- **YOUR OBJECTIVE**
Would you write out the entries below, every one of them, exactly?

- **INPUT RECORDS**
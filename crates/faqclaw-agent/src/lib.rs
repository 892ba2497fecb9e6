//! # FaqClaw Agent
//! The conversation engine: turns each incoming message into replies and
//! knowledge store updates.
//!
//! ## Pieces
//! - **commands** — slash command vocabulary with Italian/English aliases
//! - **session** — per-user `SessionState` machine and numbered listings
//! - **engine** — `ConversationEngine::handle`, the single entry point
//! - **quiz** — seeded or entropy-backed random question picker
//! - **replies** — reply type and line-aware chunking for long texts
//! - **lookup** — `/cerca` topic summaries behind the `TopicLookup` trait

pub mod commands;
pub mod engine;
pub mod lookup;
pub mod quiz;
pub mod replies;
pub mod session;

pub use commands::Command;
pub use engine::ConversationEngine;
pub use lookup::{DisabledLookup, TopicLookup, TopicSummary, WikipediaLookup};
pub use quiz::QuizPicker;
pub use replies::{Reply, chunk_reply};
pub use session::{Session, SessionState};
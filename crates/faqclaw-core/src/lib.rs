//! # FaqClaw Core
//! Shared building blocks for every FaqClaw crate: the error type,
//! configuration, channel message types and the `Channel` trait.

pub mod config;
pub mod error;
pub mod traits;
pub mod types;

pub use config::FaqClawConfig;
pub use error::{FaqClawError, Result};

- **WRITTEN REPLY**
filename crates/faqclaw-agent/src/lib.rs
repository 892ba2497fecb9e6
//! # FaqClaw Agent
//! The conversation engine: turns each incoming message into replies and
//! knowledge store updates.
//!
//! ## Pieces
//! - **commands** — slash command vocabulary with Italian/English aliases
//! - **session** — per-user `SessionState` machine and numbered listings
//! - **engine** — `ConversationEngine::handle`, the single entry point
//! - **quiz** — seeded or entropy-backed random question picker
//! - **replies** — reply type and line-aware chunking for long texts
//! - **lookup** — `/cerca` topic summaries behind the `TopicLookup` trait

pub mod commands;
pub mod engine;
pub mod lookup;
pub mod quiz;
pub mod replies;
pub mod session;

pub use commands::Command;
pub use engine::ConversationEngine;
pub use lookup::{DisabledLookup, TopicLookup, TopicSummary, WikipediaLookup};
pub use quiz::QuizPicker;
pub use replies::{Reply, chunk_reply};
pub use session::{Session, SessionState};
filename crates/faqclaw-core/src/lib.rs
//! # FaqClaw Core
//! Shared building blocks for every FaqClaw crate: the error type,
//! configuration, channel message types and the `Channel` trait.

pub mod config;
pub mod error;
pub mod traits;
pub mod types;

pub use config::FaqClawConfig;
pub use error::{FaqClawError, Result};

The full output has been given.